* _WORK ITEM_
The answer is every line in the data below that contains the word "ObjectFactory".

=== DATA FOR PROCESSING ===

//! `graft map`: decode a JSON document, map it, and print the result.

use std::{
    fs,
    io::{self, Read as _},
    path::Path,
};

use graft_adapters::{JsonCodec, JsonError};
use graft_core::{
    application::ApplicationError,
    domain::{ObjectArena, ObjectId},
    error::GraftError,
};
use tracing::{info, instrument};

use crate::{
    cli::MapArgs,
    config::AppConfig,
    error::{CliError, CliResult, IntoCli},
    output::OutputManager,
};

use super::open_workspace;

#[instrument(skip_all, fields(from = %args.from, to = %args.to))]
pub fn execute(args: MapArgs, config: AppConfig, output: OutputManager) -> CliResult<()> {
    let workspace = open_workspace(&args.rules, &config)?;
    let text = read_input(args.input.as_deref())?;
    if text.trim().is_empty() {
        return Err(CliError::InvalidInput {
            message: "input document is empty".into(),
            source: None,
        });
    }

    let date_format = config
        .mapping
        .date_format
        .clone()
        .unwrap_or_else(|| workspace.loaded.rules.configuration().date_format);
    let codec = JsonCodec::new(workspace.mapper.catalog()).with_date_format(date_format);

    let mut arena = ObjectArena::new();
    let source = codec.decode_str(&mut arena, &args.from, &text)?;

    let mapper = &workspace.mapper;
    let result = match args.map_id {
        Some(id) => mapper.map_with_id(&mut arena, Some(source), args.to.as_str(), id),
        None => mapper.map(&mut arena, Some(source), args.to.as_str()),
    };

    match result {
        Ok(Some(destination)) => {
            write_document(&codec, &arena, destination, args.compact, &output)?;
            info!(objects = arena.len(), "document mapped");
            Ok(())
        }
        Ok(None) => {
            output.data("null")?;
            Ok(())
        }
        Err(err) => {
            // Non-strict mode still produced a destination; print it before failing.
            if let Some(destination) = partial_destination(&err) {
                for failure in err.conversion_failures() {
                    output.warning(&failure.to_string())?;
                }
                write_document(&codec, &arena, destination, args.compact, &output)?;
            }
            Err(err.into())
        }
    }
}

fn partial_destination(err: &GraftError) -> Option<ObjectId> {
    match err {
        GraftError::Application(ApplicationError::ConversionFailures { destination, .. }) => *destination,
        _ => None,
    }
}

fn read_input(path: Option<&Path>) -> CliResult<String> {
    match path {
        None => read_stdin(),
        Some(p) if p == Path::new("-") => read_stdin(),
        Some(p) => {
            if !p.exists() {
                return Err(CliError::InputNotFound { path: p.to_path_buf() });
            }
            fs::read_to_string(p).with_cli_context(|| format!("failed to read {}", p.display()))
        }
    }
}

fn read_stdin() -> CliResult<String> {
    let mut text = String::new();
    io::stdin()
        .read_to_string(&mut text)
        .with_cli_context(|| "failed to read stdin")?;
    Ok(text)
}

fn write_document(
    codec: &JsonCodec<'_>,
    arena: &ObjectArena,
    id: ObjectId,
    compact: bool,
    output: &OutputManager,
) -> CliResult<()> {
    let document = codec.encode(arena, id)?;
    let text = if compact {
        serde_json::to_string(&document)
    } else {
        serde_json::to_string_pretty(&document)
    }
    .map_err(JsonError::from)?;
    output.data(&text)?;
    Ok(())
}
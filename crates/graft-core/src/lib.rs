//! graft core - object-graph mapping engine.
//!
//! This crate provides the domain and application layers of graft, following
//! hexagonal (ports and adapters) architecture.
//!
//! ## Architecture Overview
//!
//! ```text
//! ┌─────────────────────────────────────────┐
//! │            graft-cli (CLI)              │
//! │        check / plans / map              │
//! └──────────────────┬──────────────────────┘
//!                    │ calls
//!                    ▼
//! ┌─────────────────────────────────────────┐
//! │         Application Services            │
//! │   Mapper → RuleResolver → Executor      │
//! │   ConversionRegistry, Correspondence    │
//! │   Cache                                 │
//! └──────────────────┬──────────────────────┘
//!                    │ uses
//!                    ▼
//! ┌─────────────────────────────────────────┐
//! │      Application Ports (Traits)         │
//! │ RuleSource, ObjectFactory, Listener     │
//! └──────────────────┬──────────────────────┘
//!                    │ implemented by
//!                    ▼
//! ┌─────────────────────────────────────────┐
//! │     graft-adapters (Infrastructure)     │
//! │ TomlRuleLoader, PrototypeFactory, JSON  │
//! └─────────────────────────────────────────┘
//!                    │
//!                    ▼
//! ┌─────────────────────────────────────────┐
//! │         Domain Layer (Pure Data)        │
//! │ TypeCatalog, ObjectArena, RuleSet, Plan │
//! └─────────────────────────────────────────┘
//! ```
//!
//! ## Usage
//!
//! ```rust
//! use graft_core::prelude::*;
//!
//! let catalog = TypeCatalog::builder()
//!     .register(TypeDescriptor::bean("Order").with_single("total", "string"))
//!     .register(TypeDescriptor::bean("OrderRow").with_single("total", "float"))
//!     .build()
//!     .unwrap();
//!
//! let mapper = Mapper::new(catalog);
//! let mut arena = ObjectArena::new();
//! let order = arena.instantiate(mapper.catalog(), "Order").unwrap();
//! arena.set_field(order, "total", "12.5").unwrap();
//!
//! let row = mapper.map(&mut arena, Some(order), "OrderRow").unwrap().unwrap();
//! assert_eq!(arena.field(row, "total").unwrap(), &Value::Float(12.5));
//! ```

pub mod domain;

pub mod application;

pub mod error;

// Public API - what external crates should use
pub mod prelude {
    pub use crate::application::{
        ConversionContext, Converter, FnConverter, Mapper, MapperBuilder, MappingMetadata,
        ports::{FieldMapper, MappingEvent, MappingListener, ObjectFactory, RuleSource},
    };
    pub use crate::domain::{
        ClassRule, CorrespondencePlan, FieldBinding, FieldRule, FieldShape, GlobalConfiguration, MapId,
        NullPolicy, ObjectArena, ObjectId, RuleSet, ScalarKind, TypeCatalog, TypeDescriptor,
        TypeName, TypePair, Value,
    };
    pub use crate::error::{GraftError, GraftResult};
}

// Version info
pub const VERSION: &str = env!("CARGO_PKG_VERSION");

===

* _SOLUTION_
//! │ RuleSource, ObjectFactory, Listener     │
        ports::{FieldMapper, MappingEvent, MappingListener, ObjectFactory, RuleSource},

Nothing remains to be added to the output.